The interaction between chronic ethanol consumption and oxygen tension in influencing the energy state of rat liver.

Hepatocytes were isolated from chow-fed and liquid-diet control rats, and animals fed ethanol chronically for 31 days. These preparations were analyzed for adenine nucleotide and inorganic phosphate concentrations after being maintained under various conditions of oxygenation and nutrient availability. Hepatocytes from ethanol-fed animals resuspended at high cell density (oxygen tensions near zero) demonstrated a greater depression in cellular energy state as indicated by decreases in phosphorylation potential and energy charge.

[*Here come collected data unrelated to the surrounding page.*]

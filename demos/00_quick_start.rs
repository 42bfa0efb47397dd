/// quick start - minimal example to get started
use chrono::Utc;
use hourglass_rs::{SafeTimeProvider, TimeSource};
use lending_fund_rs::{
    Fund, FundConfig, LoanApplication, Member, MemberStatus, MemoryStore, Money, PaymentIntent,
    PaymentRequest, Submission, Uuid,
};

fn main() -> Result<(), Box<dyn std::error::Error>> {
    let time = SafeTimeProvider::new(TimeSource::System);
    let mut store = MemoryStore::new();

    // register a member with some pooled deposit
    let member = Member {
        id: Uuid::new_v4(),
        full_name: "علی رضایی".to_string(),
        phone: "09120000000".to_string(),
        national_id: None,
        join_date: "1399-05-01".parse()?,
        monthly_amount: Money::from_major(500_000),
        status: MemberStatus::Active,
        loan_amount: Money::ZERO,
        deposit: Money::from_major(3_000_000),
        loan_balance: Money::ZERO,
        telegram_chat_id: None,
        created_at: Utc::now(),
        version: 0,
    };
    let member_id = member.id;
    store.put_member(member);

    let mut fund = Fund::new(store, FundConfig::default());

    // disburse a 1,200,000 toman loan over 12 months
    let disbursal = fund.disburse_loan(
        LoanApplication {
            member_id,
            amount: Money::from_major(1_200_000),
            date: "1400-01-15".parse()?,
            due_months: 12,
            note: None,
        },
        &time,
    )?;
    println!(
        "installment: {}",
        disbursal.loan.monthly_installment().format_toman()
    );

    // pay one monthly installment
    let outcome = fund.submit_payment(
        PaymentRequest {
            member_id,
            amount: Money::from_major(100_000),
            date: "1400-02-15".parse()?,
            intent: PaymentIntent::Repayment,
            note: None,
        },
        &time,
    )?;
    if let Submission::Posted(receipt) = outcome {
        println!(
            "remaining loan balance: {}",
            receipt.member.loan_balance.format_toman()
        );
    }

    Ok(())
}
use std::collections::BTreeMap;

use serde::{Deserialize, Serialize};

use crate::calendar::FundDate;
use crate::decimal::Money;
use crate::state::Payment;
use crate::types::PaymentType;

/// one display row of a member's payment history
///
/// a split payment event is stored as two records sharing a date; this view
/// reassembles them. purely derived, nothing here is persisted.
#[derive(Debug, Clone, PartialEq, Serialize, Deserialize)]
pub enum PaymentRow {
    Single(Payment),
    Combined {
        date: FundDate,
        repayment: Payment,
        contribution: Payment,
        /// the contribution leg came from an over-repayment surplus
        surplus_to_deposit: bool,
    },
}

impl PaymentRow {
    pub fn date(&self) -> FundDate {
        match self {
            PaymentRow::Single(p) => p.date,
            PaymentRow::Combined { date, .. } => *date,
        }
    }

    pub fn total(&self) -> Money {
        match self {
            PaymentRow::Single(p) => p.amount,
            PaymentRow::Combined {
                repayment,
                contribution,
                ..
            } => repayment.amount + contribution.amount,
        }
    }

    /// receipt image behind the row, when the payment came from telegram
    pub fn receipt_image_path(&self) -> Option<&str> {
        match self {
            PaymentRow::Single(p) => p.receipt_image_path.as_deref(),
            PaymentRow::Combined {
                repayment,
                contribution,
                ..
            } => repayment
                .receipt_image_path
                .as_deref()
                .or(contribution.receipt_image_path.as_deref()),
        }
    }
}

/// group one member's payments into display rows, newest date first
///
/// a date holding both a repayment and a contribution renders as one
/// combined row; the contribution leg is flagged as surplus when its note
/// carries the surplus tag. any further records on the same date stay
/// single rows.
pub fn member_history(payments: &[Payment], surplus_tag: &str) -> Vec<PaymentRow> {
    let mut by_date: BTreeMap<FundDate, Vec<&Payment>> = BTreeMap::new();
    for p in payments {
        by_date.entry(p.date).or_default().push(p);
    }

    let mut rows = Vec::new();
    for (date, same_date) in by_date.into_iter().rev() {
        let repayment = same_date
            .iter()
            .position(|p| p.payment_type == PaymentType::Repayment);
        let contribution = same_date
            .iter()
            .position(|p| p.payment_type == PaymentType::Contribution);
        match (repayment, contribution) {
            (Some(r), Some(c)) => {
                let repayment = same_date[r].clone();
                let contribution = same_date[c].clone();
                let surplus = contribution
                    .note
                    .as_deref()
                    .map(|n| n.contains(surplus_tag))
                    .unwrap_or(false);
                rows.push(PaymentRow::Combined {
                    date,
                    repayment,
                    contribution,
                    surplus_to_deposit: surplus,
                });
                for (i, p) in same_date.iter().enumerate() {
                    if i != r && i != c {
                        rows.push(PaymentRow::Single((*p).clone()));
                    }
                }
            }
            _ => {
                for p in same_date {
                    rows.push(PaymentRow::Single(p.clone()));
                }
            }
        }
    }
    rows
}

#[cfg(test)]
mod tests {
    use super::*;
    use chrono::Utc;
    use uuid::Uuid;

    fn payment(date: &str, amount: i64, payment_type: PaymentType, note: Option<&str>) -> Payment {
        Payment {
            id: Uuid::new_v4(),
            member_id: Uuid::new_v4(),
            amount: Money::from_major(amount),
            date: date.parse().unwrap(),
            payment_type,
            note: note.map(String::from),
            created_at: Utc::now(),
            receipt_image_path: None,
        }
    }

    const TAG: &str = "مازاد وام به سپرده";

    #[test]
    fn test_same_date_pair_becomes_combined() {
        let payments = vec![
            payment("1400-02-15", 1_200_000, PaymentType::Repayment, Some("بازپرداخت وام (مازاد به سپرده)")),
            payment("1400-02-15", 300_000, PaymentType::Contribution, Some(TAG)),
            payment("1400-01-15", 500_000, PaymentType::Contribution, None),
        ];
        let rows = member_history(&payments, TAG);
        assert_eq!(rows.len(), 2);
        match &rows[0] {
            PaymentRow::Combined {
                surplus_to_deposit, ..
            } => {
                assert!(*surplus_to_deposit);
                assert_eq!(rows[0].total(), Money::from_major(1_500_000));
            }
            other => panic!("expected combined row, got {other:?}"),
        }
        assert!(matches!(rows[1], PaymentRow::Single(_)));
    }

    #[test]
    fn test_installment_pair_not_flagged_as_surplus() {
        let mut first = payment("1400-02-15", 1_000_000, PaymentType::Repayment, Some("قسط ماهانه"));
        first.receipt_image_path = Some("receipts/7.jpg".to_string());
        let payments = vec![
            first,
            payment("1400-02-15", 500_000, PaymentType::Contribution, Some("سپرده")),
        ];
        let rows = member_history(&payments, TAG);
        match &rows[0] {
            PaymentRow::Combined {
                surplus_to_deposit, ..
            } => assert!(!surplus_to_deposit),
            other => panic!("expected combined row, got {other:?}"),
        }
        // the receipt image carries over from whichever leg holds it
        assert_eq!(rows[0].receipt_image_path(), Some("receipts/7.jpg"));
    }

    #[test]
    fn test_rows_sorted_newest_date_first() {
        let payments = vec![
            payment("1400-01-10", 100, PaymentType::Contribution, None),
            payment("1400-03-10", 300, PaymentType::Contribution, None),
            payment("1400-02-10", 200, PaymentType::Repayment, None),
        ];
        let rows = member_history(&payments, TAG);
        let dates: Vec<String> = rows.iter().map(|r| r.date().to_string()).collect();
        assert_eq!(dates, vec!["1400-03-10", "1400-02-10", "1400-01-10"]);
    }

    #[test]
    fn test_lone_records_stay_single() {
        let payments = vec![
            payment("1400-02-15", 100_000, PaymentType::Repayment, None),
            payment("1400-02-16", 100_000, PaymentType::Repayment, None),
        ];
        let rows = member_history(&payments, TAG);
        assert_eq!(rows.len(), 2);
        assert!(rows.iter().all(|r| matches!(r, PaymentRow::Single(_))));
    }
}
use chrono::{DateTime, Utc};
use serde::{Deserialize, Serialize};

use crate::calendar::FundDate;
use crate::decimal::Money;
use crate::types::{
    FundFlow, FundLogId, LoanId, LoanRequestId, LoanStatus, MemberId, MemberStatus, PaymentId,
    PaymentType, ReceiptSubmissionId, RequestStatus,
};

/// a fund member: identity plus running financial state
///
/// the core operates on materialized snapshots fetched right before an
/// operation and writes back full snapshots; the store owns the records.
#[derive(Debug, Clone, PartialEq, Serialize, Deserialize)]
#[serde(rename_all = "camelCase")]
pub struct Member {
    pub id: MemberId,
    pub full_name: String,
    pub phone: String,
    #[serde(default, skip_serializing_if = "Option::is_none")]
    pub national_id: Option<String>,
    pub join_date: FundDate,
    /// contracted monthly share, informational only
    pub monthly_amount: Money,
    pub status: MemberStatus,
    /// cumulative principal ever disbursed, informational only
    #[serde(default)]
    pub loan_amount: Money,
    /// cumulative deposit balance, never negative
    #[serde(default)]
    pub deposit: Money,
    /// remaining amount owed on the active loan; zero when none
    #[serde(default)]
    pub loan_balance: Money,
    #[serde(default, skip_serializing_if = "Option::is_none")]
    pub telegram_chat_id: Option<String>,
    pub created_at: DateTime<Utc>,
    /// optimistic-concurrency stamp; the store bumps it on every update
    #[serde(default)]
    pub version: u64,
}

impl Member {
    pub fn is_active(&self) -> bool {
        self.status == MemberStatus::Active
    }

    /// withdrawal is only offered while there is something to withdraw
    pub fn can_withdraw(&self) -> bool {
        self.deposit.is_positive()
    }
}

/// a single loan disbursement
#[derive(Debug, Clone, PartialEq, Serialize, Deserialize)]
#[serde(rename_all = "camelCase")]
pub struct Loan {
    pub id: LoanId,
    pub member_id: MemberId,
    /// principal
    pub amount: Money,
    /// disbursement date
    pub date: FundDate,
    /// repayment term in months, at least 1
    pub due_months: u32,
    /// legacy rows may miss the field; a missing status counts as active
    #[serde(default)]
    pub status: Option<LoanStatus>,
    #[serde(default, skip_serializing_if = "Option::is_none")]
    pub note: Option<String>,
    pub created_at: DateTime<Utc>,
}

impl Loan {
    pub fn is_active(&self) -> bool {
        !matches!(self.status, Some(LoanStatus::Settled))
    }

    /// fixed monthly cell: floor(principal / term); the remainder is
    /// absorbed into the last cycle implicitly
    pub fn monthly_installment(&self) -> Money {
        crate::installment::monthly_installment(self.amount, self.due_months)
    }
}

/// an immutable posted transaction
#[derive(Debug, Clone, PartialEq, Serialize, Deserialize)]
#[serde(rename_all = "camelCase")]
pub struct Payment {
    pub id: PaymentId,
    pub member_id: MemberId,
    pub amount: Money,
    pub date: FundDate,
    #[serde(rename = "type")]
    pub payment_type: PaymentType,
    /// provenance tag, e.g. the surplus-to-deposit marker
    #[serde(default, skip_serializing_if = "Option::is_none")]
    pub note: Option<String>,
    pub created_at: DateTime<Utc>,
    /// set when the payment was posted from an approved telegram receipt
    #[serde(default, skip_serializing_if = "Option::is_none")]
    pub receipt_image_path: Option<String>,
}

/// a fund-level cashflow entry outside the member payment records
#[derive(Debug, Clone, PartialEq, Serialize, Deserialize)]
#[serde(rename_all = "camelCase")]
pub struct FundLogEntry {
    pub id: FundLogId,
    #[serde(rename = "type")]
    pub flow: FundFlow,
    pub amount: Money,
    #[serde(default, skip_serializing_if = "Option::is_none")]
    pub member_id: Option<MemberId>,
    /// what produced the entry, e.g. `withdrawal_transfer`
    pub ref_type: String,
    #[serde(default, skip_serializing_if = "Option::is_none")]
    pub ref_id: Option<uuid::Uuid>,
    pub date: FundDate,
    #[serde(default, skip_serializing_if = "Option::is_none")]
    pub note: Option<String>,
    pub created_at: DateTime<Utc>,
}

/// a member-submitted request for a new loan
///
/// carries no financial effect; approval only marks the member eligible
/// for a disbursal.
#[derive(Debug, Clone, PartialEq, Serialize, Deserialize)]
#[serde(rename_all = "camelCase")]
pub struct LoanRequest {
    pub id: LoanRequestId,
    pub telegram_chat_id: String,
    pub user_name: String,
    pub status: RequestStatus,
    #[serde(default, skip_serializing_if = "Option::is_none")]
    pub reject_reason: Option<String>,
    pub created_at: DateTime<Utc>,
}

/// a member-submitted proof of payment awaiting classification
#[derive(Debug, Clone, PartialEq, Serialize, Deserialize)]
#[serde(rename_all = "camelCase")]
pub struct ReceiptSubmission {
    pub id: ReceiptSubmissionId,
    pub member_id: MemberId,
    pub member_name: String,
    pub image_path: String,
    pub status: RequestStatus,
    /// free text from the member, e.g. names covered by a family payment
    #[serde(default, skip_serializing_if = "Option::is_none")]
    pub note: Option<String>,
    pub created_at: DateTime<Utc>,
    #[serde(default, skip_serializing_if = "Option::is_none")]
    pub approved_at: Option<DateTime<Utc>>,
}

If, however, these hepatocytes were restored to high oxygen tension their energy state was equivalent to that observed with preparations from liquid-diet control animals. Moreover, their rate of oxygen consumption was equivalent to that of control hepatocytes. Analyses of livers from chow-fed, liquid diet control, and ethanol-fed rats which were freeze-clamped while being perfused by the animal's blood revealed that there were no significant differences in the energy states of the hepatic tissue from these three animal groups. These results indicate that (1) the hepatic energy state in rats fed ethanol chronically is maintained under conditions of normal oxygen tension and (2) that hepatic tissue from these animals experiences a much more dramatic depression in energy state than tissue from control rats when subjected to oxygen deprivation.